By Jeff Thompson… Monday, April 20, 2020, made history. Crude oil for the first time ever traded negative on the NYMEX futures contract. Crude oil has traded negative on occasion for physical barrels off the NYMEX. In those cases of negative trading for physical barrels, it typically is a high-sulfur grade oil that cannot be easily refined. The underlying issue for off NYMEX negative crude oil trading and NYMEX negative trading is the same, storage.

What Happened To Crude Oil Affects Propane Pricing reports BPN the propane industry's leading source for news and information since 1939
Typically, when a crude oil contract is getting ready to expire, a few days to a week before expiration, the market starts to work down the open interest in the contract. The open interest is simply the number of contracts outstanding for the contract month. Most of the time, with two or three days left, there might be 5000 to 20,000 contracts left in open interest. This normally is a manageable number of contracts.

On April 20, there were over 100,000 contracts open interest on the NYMEX May WTI crude contract. This is approximately 5 to 10 times the normal number of contracts that need to be cleared before trading ends for that contract month. With the national “stay-at-home” policy in place, crude oil and refined products have started to build at a much faster pace than normal. The projections and models suggest that larger than normal builds will continue for the foreseeable future. Additionally, the expectation of normal demands even after “stay-at-home” is lifted later this year is diminishing as every week passes.
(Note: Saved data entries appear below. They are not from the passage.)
//! Local task collection kept in sync with the server.
//!
//! Two producers write into the collection: responses to the store's own
//! REST calls and events arriving on the push channel. Both go through
//! [`TaskStore::apply`], which takes the state lock for the duration of one
//! update, so updates never interleave. Their relative order is whatever
//! order the network completes them in.
//!
//! A mutation made by this session normally comes back on the push channel
//! as well. With [`MergePolicy::Replay`] (the default) a created task is
//! therefore appended twice; [`MergePolicy::DedupeById`] upserts instead.

use std::sync::atomic::{AtomicUsize, Ordering};
use std::sync::{Arc, Mutex, MutexGuard};

use serde::{Deserialize, Serialize};

use crate::api::TaskApi;
use crate::error::{Error, Result};
use crate::feedback::Feedback;
use crate::push::{PushEvent, PushEventKind, Subscription};
use crate::task::{partition, PriorityFilter, Task, TaskStatusAggregate};

const CREATED_MESSAGE: &str = "Task created successfully";
const UPDATED_MESSAGE: &str = "Task updated successfully";
const CREATE_FAILED_MESSAGE: &str = "Failed to create task";
const PUSH_CREATED_MESSAGE: &str = "New task added!";
const PUSH_UPDATED_MESSAGE: &str = "Task updated!";
const PUSH_DELETED_MESSAGE: &str = "Task deleted!";

#[derive(Debug, Clone, Copy, Default, PartialEq, Eq, Serialize, Deserialize)]
#[serde(rename_all = "snake_case")]
pub enum MergePolicy {
    /// Apply every producer's update as it arrives; self-originated pushes
    /// double-apply.
    #[default]
    Replay,
    /// Treat a "created" task whose id is already present as a replacement.
    DedupeById,
}

/// One change to the store's state.
#[derive(Debug, Clone, PartialEq)]
pub enum StoreUpdate {
    Replace(Vec<Task>),
    Created(Task),
    Updated(Task),
    Deleted(String),
    Current(Task),
    Status(TaskStatusAggregate),
}

impl From<PushEvent> for StoreUpdate {
    fn from(event: PushEvent) -> Self {
        match event {
            PushEvent::TaskCreated(task) => StoreUpdate::Created(task),
            PushEvent::TaskUpdated(task) => StoreUpdate::Updated(task),
            PushEvent::TaskDeleted { task_id, .. } => StoreUpdate::Deleted(task_id),
        }
    }
}

#[derive(Debug, Default)]
struct State {
    tasks: Vec<Task>,
    current: Option<Task>,
    status: TaskStatusAggregate,
}

impl State {
    fn apply(&mut self, update: StoreUpdate, policy: MergePolicy) {
        match update {
            StoreUpdate::Replace(tasks) => {
                let before = tasks.len();
                self.tasks = tasks.into_iter().filter(|task| !task.is_draft()).collect();
                if self.tasks.len() != before {
                    tracing::warn!(
                        dropped = before - self.tasks.len(),
                        "ignoring tasks without id in task list"
                    );
                }
            }
            StoreUpdate::Created(task) => {
                let Some(id) = task.id.clone() else {
                    tracing::warn!(title = %task.title, "ignoring created task without id");
                    return;
                };
                if policy == MergePolicy::DedupeById {
                    if let Some(existing) = self.tasks.iter_mut().find(|t| t.has_id(&id)) {
                        *existing = task;
                        return;
                    }
                }
                self.tasks.push(task);
            }
            StoreUpdate::Updated(task) => {
                let Some(id) = task.id.clone() else {
                    tracing::warn!(title = %task.title, "ignoring updated task without id");
                    return;
                };
                for existing in self.tasks.iter_mut().filter(|t| t.has_id(&id)) {
                    *existing = task.clone();
                }
            }
            StoreUpdate::Deleted(id) => {
                self.tasks.retain(|task| !task.has_id(&id));
            }
            StoreUpdate::Current(task) => {
                self.current = Some(task);
            }
            StoreUpdate::Status(status) => {
                self.status = status;
            }
        }
    }
}

/// Counts a call as in flight until dropped.
struct InFlight(Arc<AtomicUsize>);

impl InFlight {
    fn start(counter: &Arc<AtomicUsize>) -> Self {
        counter.fetch_add(1, Ordering::SeqCst);
        Self(counter.clone())
    }
}

impl Drop for InFlight {
    fn drop(&mut self) {
        self.0.fetch_sub(1, Ordering::SeqCst);
    }
}

/// Session-scoped task store. Cheap to clone; clones share state.
#[derive(Clone)]
pub struct TaskStore {
    api: Arc<dyn TaskApi>,
    feedback: Arc<dyn Feedback>,
    state: Arc<Mutex<State>>,
    in_flight: Arc<AtomicUsize>,
    policy: MergePolicy,
}

impl TaskStore {
    pub fn new(api: Arc<dyn TaskApi>, feedback: Arc<dyn Feedback>, policy: MergePolicy) -> Self {
        Self {
            api,
            feedback,
            state: Arc::new(Mutex::new(State::default())),
            in_flight: Arc::new(AtomicUsize::new(0)),
            policy,
        }
    }

    pub fn policy(&self) -> MergePolicy {
        self.policy
    }

    /// Replace the collection with the server's task list.
    pub async fn fetch_all(&self) -> Result<()> {
        let _guard = InFlight::start(&self.in_flight);
        match self.api.list_tasks().await {
            Ok(tasks) => {
                tracing::debug!(count = tasks.len(), "fetched tasks");
                self.apply(StoreUpdate::Replace(tasks));
                Ok(())
            }
            Err(err) => {
                tracing::warn!(error = %err, "error getting tasks");
                Err(err)
            }
        }
    }

    /// Load one task into the current-task slot (not the collection).
    pub async fn fetch_one(&self, id: &str) -> Result<Task> {
        let _guard = InFlight::start(&self.in_flight);
        match self.api.get_task(id).await {
            Ok(task) => {
                self.apply(StoreUpdate::Current(task.clone()));
                Ok(task)
            }
            Err(err) => {
                tracing::warn!(error = %err, task_id = id, "error getting task");
                Err(err)
            }
        }
    }

    /// Create `draft` on the server and append the returned task. The only
    /// operation whose failure is reported to the user.
    pub async fn create(&self, draft: Task) -> Result<Task> {
        let _guard = InFlight::start(&self.in_flight);
        match self.api.create_task(&draft).await {
            Ok(task) => {
                tracing::info!(task_id = ?task.id, title = %task.title, "task created");
                self.apply(StoreUpdate::Created(task.clone()));
                let _ = self.refresh_status().await;
                self.feedback.success(CREATED_MESSAGE);
                Ok(task)
            }
            Err(err) => {
                tracing::warn!(error = %err, "error creating task");
                let message = err.server_message().unwrap_or(CREATE_FAILED_MESSAGE);
                self.feedback.error(message);
                Err(err)
            }
        }
    }

    /// Send the full task and replace the local entry with the server copy.
    pub async fn update(&self, task: Task) -> Result<Task> {
        let _guard = InFlight::start(&self.in_flight);
        match self.api.update_task(&task).await {
            Ok(updated) => {
                tracing::info!(task_id = ?updated.id, "task updated");
                self.feedback.success(UPDATED_MESSAGE);
                self.apply(StoreUpdate::Updated(updated.clone()));
                let _ = self.refresh_status().await;
                Ok(updated)
            }
            Err(err) => {
                tracing::warn!(error = %err, task_id = ?task.id, "error updating task");
                Err(err)
            }
        }
    }

    pub async fn delete(&self, id: &str) -> Result<()> {
        let _guard = InFlight::start(&self.in_flight);
        match self.api.delete_task(id).await {
            Ok(()) => {
                tracing::info!(task_id = id, "task deleted");
                self.apply(StoreUpdate::Deleted(id.to_string()));
                let _ = self.refresh_status().await;
                Ok(())
            }
            Err(err) => {
                tracing::warn!(error = %err, task_id = id, "error deleting task");
                Err(err)
            }
        }
    }

    /// Re-read the server's aggregate. Independent of the local collection.
    pub async fn refresh_status(&self) -> Result<TaskStatusAggregate> {
        let _guard = InFlight::start(&self.in_flight);
        match self.api.task_status().await {
            Ok(status) => {
                self.apply(StoreUpdate::Status(status.clone()));
                Ok(status)
            }
            Err(err) => {
                tracing::warn!(error = %err, "error getting task status");
                Err(err)
            }
        }
    }

    /// Single entry point for every state change.
    pub fn apply(&self, update: StoreUpdate) {
        self.lock().apply(update, self.policy);
    }

    /// Merge a push event, then announce it through the feedback channel.
    pub fn apply_push(&self, event: PushEvent) {
        let kind = event.kind();
        tracing::debug!(event = kind.wire_name(), "merging push event");
        self.apply(event.into());
        self.feedback.success(match kind {
            PushEventKind::TaskCreated => PUSH_CREATED_MESSAGE,
            PushEventKind::TaskUpdated => PUSH_UPDATED_MESSAGE,
            PushEventKind::TaskDeleted => PUSH_DELETED_MESSAGE,
        });
    }

    /// Merge events from `subscription` until it ends.
    pub async fn run_push(&self, mut subscription: Subscription) -> usize {
        let mut applied = 0;
        while let Some(event) = subscription.recv().await {
            self.apply_push(event);
            applied += 1;
        }
        applied
    }

    pub fn tasks(&self) -> Vec<Task> {
        self.lock().tasks.clone()
    }

    pub fn len(&self) -> usize {
        self.lock().tasks.len()
    }

    pub fn is_empty(&self) -> bool {
        self.lock().tasks.is_empty()
    }

    pub fn find(&self, id: &str) -> Result<Task> {
        self.lock()
            .tasks
            .iter()
            .find(|task| task.has_id(id))
            .cloned()
            .ok_or_else(|| Error::TaskNotFound(id.to_string()))
    }

    pub fn active_tasks(&self) -> Vec<Task> {
        partition(&self.lock().tasks).0
    }

    pub fn completed_tasks(&self) -> Vec<Task> {
        partition(&self.lock().tasks).1
    }

    pub fn tasks_by_priority(&self, filter: PriorityFilter) -> Vec<Task> {
        self.lock()
            .tasks
            .iter()
            .filter(|task| filter.matches(task))
            .cloned()
            .collect()
    }

    pub fn current_task(&self) -> Option<Task> {
        self.lock().current.clone()
    }

    pub fn status(&self) -> TaskStatusAggregate {
        self.lock().status.clone()
    }

    pub fn in_flight(&self) -> usize {
        self.in_flight.load(Ordering::SeqCst)
    }

    pub fn is_loading(&self) -> bool {
        self.in_flight() > 0
    }

    fn lock(&self) -> MutexGuard<'_, State> {
        self.state
            .lock()
            .unwrap_or_else(|poisoned| poisoned.into_inner())
    }
}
This is creating a situation globally and in the United States that crude oil and refined product storages are filling to capacity. It is hard to fully grasp how full storages are in the U.S. and world. It is reasonable to think that by the end of May or June, storages around the globe will be full. This is why the market saw the price collapse of crude oil on April 20. There is nowhere to put the crude oil. In the next 60 to 90 days, there will be even less space to put crude oil in a refinery system or storage.

So, on Monday, April 20, the market had to figure out a way to accommodate 100,000 crude oil contracts that by Tuesday afternoon would be set for physical delivery in Cushing, Okla., the site for physical delivery of NYMEX WTI crude oil contracts. The only way for this to work was for price discovery in the market. The crude market had to figure out at what price these 100,000 open interest contracts for May WTI could get cleared.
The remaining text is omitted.